- _How to complete this task_
Return each line exactly as written. Begin with the first line of the entries and end with the line that has "fn from_str(raw: &str)".

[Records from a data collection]
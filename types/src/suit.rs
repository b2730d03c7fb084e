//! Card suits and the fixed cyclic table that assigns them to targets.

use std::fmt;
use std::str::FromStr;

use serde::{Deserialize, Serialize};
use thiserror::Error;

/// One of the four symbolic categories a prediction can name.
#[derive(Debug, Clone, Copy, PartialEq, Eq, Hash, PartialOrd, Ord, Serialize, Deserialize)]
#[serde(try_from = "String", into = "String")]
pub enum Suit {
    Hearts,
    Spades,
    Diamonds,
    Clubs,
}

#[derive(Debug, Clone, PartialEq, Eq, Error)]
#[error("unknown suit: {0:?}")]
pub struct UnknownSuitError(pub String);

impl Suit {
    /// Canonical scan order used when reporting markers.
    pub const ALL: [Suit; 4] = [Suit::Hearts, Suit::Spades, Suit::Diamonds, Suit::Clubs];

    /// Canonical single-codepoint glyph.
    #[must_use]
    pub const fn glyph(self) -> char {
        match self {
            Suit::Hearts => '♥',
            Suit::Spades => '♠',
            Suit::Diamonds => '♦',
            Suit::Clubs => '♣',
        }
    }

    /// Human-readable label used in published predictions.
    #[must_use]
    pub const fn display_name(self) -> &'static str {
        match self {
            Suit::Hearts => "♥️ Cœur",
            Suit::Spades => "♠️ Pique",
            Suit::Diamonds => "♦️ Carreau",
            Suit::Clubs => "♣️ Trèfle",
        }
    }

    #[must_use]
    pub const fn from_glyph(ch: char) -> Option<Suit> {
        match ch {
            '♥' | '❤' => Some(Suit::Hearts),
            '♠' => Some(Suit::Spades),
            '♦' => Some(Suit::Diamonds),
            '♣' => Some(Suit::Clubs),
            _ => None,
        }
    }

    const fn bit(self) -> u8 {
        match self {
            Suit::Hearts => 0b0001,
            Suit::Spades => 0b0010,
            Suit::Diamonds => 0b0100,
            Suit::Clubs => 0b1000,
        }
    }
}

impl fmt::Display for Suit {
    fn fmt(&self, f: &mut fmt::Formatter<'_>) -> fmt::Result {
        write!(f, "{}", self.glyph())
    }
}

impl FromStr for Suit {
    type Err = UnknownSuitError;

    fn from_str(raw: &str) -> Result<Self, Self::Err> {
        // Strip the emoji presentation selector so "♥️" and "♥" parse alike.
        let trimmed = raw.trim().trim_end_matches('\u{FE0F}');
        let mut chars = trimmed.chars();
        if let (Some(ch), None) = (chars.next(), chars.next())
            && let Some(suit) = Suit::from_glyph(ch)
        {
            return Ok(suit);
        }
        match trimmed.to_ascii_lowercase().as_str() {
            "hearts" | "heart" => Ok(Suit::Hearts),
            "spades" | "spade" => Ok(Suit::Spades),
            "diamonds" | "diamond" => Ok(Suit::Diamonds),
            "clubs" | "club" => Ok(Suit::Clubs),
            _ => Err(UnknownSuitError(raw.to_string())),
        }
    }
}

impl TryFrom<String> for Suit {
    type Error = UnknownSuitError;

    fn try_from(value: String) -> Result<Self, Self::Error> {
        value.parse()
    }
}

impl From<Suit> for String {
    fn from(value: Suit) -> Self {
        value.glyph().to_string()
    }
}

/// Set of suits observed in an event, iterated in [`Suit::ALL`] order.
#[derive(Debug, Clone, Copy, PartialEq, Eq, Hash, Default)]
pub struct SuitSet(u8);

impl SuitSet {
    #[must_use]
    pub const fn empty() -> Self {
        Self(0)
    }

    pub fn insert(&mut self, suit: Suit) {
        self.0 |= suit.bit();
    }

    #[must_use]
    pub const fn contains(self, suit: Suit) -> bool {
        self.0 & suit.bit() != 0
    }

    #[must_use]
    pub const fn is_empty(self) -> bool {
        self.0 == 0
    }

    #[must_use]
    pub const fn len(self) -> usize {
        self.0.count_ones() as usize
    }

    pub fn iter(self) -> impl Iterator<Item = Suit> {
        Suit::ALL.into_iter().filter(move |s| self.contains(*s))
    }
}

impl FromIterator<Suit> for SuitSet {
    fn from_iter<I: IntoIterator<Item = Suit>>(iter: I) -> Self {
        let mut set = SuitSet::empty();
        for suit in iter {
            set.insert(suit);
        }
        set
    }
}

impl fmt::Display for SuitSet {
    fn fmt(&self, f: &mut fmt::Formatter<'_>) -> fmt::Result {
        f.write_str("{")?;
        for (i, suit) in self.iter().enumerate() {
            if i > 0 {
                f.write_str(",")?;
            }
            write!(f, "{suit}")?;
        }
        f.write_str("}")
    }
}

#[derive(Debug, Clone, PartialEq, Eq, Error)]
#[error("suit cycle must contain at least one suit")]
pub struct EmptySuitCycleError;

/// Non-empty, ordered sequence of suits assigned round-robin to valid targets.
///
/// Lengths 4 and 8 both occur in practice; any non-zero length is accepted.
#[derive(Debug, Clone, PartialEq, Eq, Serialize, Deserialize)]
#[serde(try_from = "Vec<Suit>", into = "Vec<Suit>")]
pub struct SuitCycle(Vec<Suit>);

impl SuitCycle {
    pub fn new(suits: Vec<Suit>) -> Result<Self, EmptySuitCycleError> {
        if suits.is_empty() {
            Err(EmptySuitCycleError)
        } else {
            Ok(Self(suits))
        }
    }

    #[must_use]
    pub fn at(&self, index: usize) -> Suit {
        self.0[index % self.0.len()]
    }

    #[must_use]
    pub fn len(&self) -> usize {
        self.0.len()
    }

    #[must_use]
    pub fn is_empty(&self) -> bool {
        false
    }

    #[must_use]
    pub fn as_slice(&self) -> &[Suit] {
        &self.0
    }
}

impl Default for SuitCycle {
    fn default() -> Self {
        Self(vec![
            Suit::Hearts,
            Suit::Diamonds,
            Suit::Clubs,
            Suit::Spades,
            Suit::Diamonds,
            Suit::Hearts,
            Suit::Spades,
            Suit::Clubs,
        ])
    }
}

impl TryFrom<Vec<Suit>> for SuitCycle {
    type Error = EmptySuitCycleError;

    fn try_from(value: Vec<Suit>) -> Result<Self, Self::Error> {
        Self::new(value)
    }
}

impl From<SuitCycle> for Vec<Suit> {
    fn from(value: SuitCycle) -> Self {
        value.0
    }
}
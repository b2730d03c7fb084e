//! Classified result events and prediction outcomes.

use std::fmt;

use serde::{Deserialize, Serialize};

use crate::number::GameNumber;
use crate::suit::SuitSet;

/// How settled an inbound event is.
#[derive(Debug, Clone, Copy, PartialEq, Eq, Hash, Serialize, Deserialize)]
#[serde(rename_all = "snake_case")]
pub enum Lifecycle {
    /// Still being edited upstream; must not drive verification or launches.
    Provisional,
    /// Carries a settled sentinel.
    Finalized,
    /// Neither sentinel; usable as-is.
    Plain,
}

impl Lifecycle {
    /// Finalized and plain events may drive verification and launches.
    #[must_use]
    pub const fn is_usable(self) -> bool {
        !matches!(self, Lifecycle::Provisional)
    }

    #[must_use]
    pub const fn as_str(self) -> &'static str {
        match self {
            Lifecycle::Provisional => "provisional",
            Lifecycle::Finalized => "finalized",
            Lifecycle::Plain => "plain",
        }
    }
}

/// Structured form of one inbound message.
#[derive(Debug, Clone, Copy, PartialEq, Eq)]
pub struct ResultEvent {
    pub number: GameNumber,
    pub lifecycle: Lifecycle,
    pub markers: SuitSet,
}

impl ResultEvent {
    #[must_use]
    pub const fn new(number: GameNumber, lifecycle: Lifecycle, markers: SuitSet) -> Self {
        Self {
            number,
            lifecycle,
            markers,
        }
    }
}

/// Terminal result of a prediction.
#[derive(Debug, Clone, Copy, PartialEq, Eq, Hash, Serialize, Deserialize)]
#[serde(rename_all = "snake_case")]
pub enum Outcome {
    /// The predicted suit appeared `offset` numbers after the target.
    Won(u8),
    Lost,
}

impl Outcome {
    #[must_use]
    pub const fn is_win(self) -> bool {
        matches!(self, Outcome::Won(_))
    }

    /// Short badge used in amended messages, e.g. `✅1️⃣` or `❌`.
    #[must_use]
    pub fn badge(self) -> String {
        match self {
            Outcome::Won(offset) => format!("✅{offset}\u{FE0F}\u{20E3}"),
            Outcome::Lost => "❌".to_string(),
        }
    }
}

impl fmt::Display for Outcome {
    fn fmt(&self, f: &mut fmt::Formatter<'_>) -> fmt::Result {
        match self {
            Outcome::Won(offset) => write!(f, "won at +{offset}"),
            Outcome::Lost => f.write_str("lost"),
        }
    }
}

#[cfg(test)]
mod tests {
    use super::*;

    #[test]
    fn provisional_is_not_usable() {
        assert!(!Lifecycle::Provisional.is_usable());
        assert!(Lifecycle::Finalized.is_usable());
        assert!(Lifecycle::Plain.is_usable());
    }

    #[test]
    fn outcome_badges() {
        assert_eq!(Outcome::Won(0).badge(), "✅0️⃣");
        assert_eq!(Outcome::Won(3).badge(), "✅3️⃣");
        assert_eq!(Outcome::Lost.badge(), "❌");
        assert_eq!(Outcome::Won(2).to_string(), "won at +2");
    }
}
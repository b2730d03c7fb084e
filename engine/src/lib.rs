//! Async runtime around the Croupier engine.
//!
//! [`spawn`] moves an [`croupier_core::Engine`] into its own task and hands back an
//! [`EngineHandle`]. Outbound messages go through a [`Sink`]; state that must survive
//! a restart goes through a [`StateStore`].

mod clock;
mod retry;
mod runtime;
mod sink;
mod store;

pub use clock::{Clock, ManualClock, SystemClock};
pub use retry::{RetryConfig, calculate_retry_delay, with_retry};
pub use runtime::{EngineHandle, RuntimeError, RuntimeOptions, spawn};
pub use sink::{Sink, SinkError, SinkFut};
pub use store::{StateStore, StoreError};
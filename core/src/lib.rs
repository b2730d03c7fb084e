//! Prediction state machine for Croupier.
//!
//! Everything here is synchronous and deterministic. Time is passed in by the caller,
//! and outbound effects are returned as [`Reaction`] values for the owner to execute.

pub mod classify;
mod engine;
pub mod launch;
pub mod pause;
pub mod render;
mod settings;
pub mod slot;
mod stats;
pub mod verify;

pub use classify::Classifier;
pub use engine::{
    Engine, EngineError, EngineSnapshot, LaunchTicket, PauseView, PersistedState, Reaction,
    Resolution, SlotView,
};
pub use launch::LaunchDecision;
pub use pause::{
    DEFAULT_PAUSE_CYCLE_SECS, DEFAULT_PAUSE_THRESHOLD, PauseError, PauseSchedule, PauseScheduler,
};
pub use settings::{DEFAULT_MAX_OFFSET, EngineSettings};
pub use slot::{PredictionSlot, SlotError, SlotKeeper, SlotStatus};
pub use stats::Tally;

- _Response to this exercise_
filename types/src/suit.rs
repository b2730d03c7fb084e
//! Card suits and the fixed cyclic table that assigns them to targets.

use std::fmt;
use std::str::FromStr;

use serde::{Deserialize, Serialize};
use thiserror::Error;

/// One of the four symbolic categories a prediction can name.
#[derive(Debug, Clone, Copy, PartialEq, Eq, Hash, PartialOrd, Ord, Serialize, Deserialize)]
#[serde(try_from = "String", into = "String")]
pub enum Suit {
    Hearts,
    Spades,
    Diamonds,
    Clubs,
}

#[derive(Debug, Clone, PartialEq, Eq, Error)]
#[error("unknown suit: {0:?}")]
pub struct UnknownSuitError(pub String);

impl Suit {
    /// Canonical scan order used when reporting markers.
    pub const ALL: [Suit; 4] = [Suit::Hearts, Suit::Spades, Suit::Diamonds, Suit::Clubs];

    /// Canonical single-codepoint glyph.
    #[must_use]
    pub const fn glyph(self) -> char {
        match self {
            Suit::Hearts => '♥',
            Suit::Spades => '♠',
            Suit::Diamonds => '♦',
            Suit::Clubs => '♣',
        }
    }

    /// Human-readable label used in published predictions.
    #[must_use]
    pub const fn display_name(self) -> &'static str {
        match self {
            Suit::Hearts => "♥️ Cœur",
            Suit::Spades => "♠️ Pique",
            Suit::Diamonds => "♦️ Carreau",
            Suit::Clubs => "♣️ Trèfle",
        }
    }

    #[must_use]
    pub const fn from_glyph(ch: char) -> Option<Suit> {
        match ch {
            '♥' | '❤' => Some(Suit::Hearts),
            '♠' => Some(Suit::Spades),
            '♦' => Some(Suit::Diamonds),
            '♣' => Some(Suit::Clubs),
            _ => None,
        }
    }

    const fn bit(self) -> u8 {
        match self {
            Suit::Hearts => 0b0001,
            Suit::Spades => 0b0010,
            Suit::Diamonds => 0b0100,
            Suit::Clubs => 0b1000,
        }
    }
}

impl fmt::Display for Suit {
    fn fmt(&self, f: &mut fmt::Formatter<'_>) -> fmt::Result {
        write!(f, "{}", self.glyph())
    }
}

impl FromStr for Suit {
    type Err = UnknownSuitError;

    fn from_str(raw: &str) -> Result<Self, Self::Err> {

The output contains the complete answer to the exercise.